Data section Start Marker

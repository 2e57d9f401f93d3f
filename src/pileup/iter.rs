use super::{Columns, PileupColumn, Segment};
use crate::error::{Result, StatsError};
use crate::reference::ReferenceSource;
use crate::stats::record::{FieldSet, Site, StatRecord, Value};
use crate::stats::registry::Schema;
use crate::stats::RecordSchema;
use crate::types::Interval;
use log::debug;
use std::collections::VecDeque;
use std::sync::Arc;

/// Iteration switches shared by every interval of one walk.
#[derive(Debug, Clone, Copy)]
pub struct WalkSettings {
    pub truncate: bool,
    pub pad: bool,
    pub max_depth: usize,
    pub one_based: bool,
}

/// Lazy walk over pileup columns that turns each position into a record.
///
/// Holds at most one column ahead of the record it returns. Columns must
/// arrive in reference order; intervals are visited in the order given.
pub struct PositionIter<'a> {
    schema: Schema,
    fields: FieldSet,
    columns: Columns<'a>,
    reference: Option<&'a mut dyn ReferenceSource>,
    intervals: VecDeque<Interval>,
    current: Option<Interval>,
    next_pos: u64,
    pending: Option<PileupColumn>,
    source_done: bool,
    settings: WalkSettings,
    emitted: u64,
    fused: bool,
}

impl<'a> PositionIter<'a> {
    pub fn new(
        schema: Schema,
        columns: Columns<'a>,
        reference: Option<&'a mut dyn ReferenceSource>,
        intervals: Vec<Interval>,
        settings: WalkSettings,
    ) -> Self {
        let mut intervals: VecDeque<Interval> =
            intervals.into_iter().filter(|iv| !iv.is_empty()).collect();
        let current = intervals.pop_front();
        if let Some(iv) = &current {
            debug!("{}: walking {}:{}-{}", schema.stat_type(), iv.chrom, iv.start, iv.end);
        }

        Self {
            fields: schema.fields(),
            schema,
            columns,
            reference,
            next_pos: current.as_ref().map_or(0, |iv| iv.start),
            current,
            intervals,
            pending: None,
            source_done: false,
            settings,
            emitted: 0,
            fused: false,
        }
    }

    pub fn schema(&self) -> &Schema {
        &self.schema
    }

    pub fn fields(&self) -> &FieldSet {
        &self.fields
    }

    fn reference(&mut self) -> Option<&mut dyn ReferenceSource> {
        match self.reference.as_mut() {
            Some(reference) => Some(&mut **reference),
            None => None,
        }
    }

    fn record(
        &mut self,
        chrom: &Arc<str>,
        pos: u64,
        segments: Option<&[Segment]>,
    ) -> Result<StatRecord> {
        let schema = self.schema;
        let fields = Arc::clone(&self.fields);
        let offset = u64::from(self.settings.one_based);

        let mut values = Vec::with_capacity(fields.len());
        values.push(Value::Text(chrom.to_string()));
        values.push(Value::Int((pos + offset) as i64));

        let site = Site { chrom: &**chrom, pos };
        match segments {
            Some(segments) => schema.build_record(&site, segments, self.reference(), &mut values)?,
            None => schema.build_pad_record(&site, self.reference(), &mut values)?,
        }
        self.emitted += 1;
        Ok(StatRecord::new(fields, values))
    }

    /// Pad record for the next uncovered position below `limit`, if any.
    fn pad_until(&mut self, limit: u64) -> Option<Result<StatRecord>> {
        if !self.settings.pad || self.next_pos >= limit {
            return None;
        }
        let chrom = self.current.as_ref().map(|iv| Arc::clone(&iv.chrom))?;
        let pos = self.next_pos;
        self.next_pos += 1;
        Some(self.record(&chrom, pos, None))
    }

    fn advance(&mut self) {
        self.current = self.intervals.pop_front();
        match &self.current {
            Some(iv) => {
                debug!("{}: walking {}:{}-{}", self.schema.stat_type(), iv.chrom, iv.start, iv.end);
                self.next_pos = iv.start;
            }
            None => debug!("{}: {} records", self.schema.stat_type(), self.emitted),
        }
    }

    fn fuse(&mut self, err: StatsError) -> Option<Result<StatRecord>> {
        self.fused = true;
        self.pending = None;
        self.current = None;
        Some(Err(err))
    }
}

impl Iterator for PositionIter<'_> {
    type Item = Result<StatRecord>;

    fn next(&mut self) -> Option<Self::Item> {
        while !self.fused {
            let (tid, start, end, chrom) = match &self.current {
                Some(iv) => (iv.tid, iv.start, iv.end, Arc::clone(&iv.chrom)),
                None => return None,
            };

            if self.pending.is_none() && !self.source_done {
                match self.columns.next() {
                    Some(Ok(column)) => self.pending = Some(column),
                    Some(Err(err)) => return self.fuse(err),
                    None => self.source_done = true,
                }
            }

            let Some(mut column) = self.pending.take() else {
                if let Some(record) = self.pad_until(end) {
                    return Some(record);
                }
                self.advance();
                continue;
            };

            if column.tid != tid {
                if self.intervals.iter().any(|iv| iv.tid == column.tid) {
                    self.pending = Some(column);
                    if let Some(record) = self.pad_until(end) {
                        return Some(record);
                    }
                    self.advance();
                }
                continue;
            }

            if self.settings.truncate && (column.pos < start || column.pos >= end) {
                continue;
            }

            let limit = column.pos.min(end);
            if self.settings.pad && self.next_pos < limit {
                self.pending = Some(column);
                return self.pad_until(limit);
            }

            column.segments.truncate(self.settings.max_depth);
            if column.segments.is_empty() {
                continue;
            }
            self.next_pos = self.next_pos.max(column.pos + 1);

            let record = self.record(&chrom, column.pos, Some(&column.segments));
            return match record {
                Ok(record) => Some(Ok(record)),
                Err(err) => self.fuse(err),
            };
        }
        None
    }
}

Data section End Marker

--- About this exercise ---
Wherever a line in the records above includes "VecDeque", count it, then give the total and nothing besides.

--- Exercise response ---
3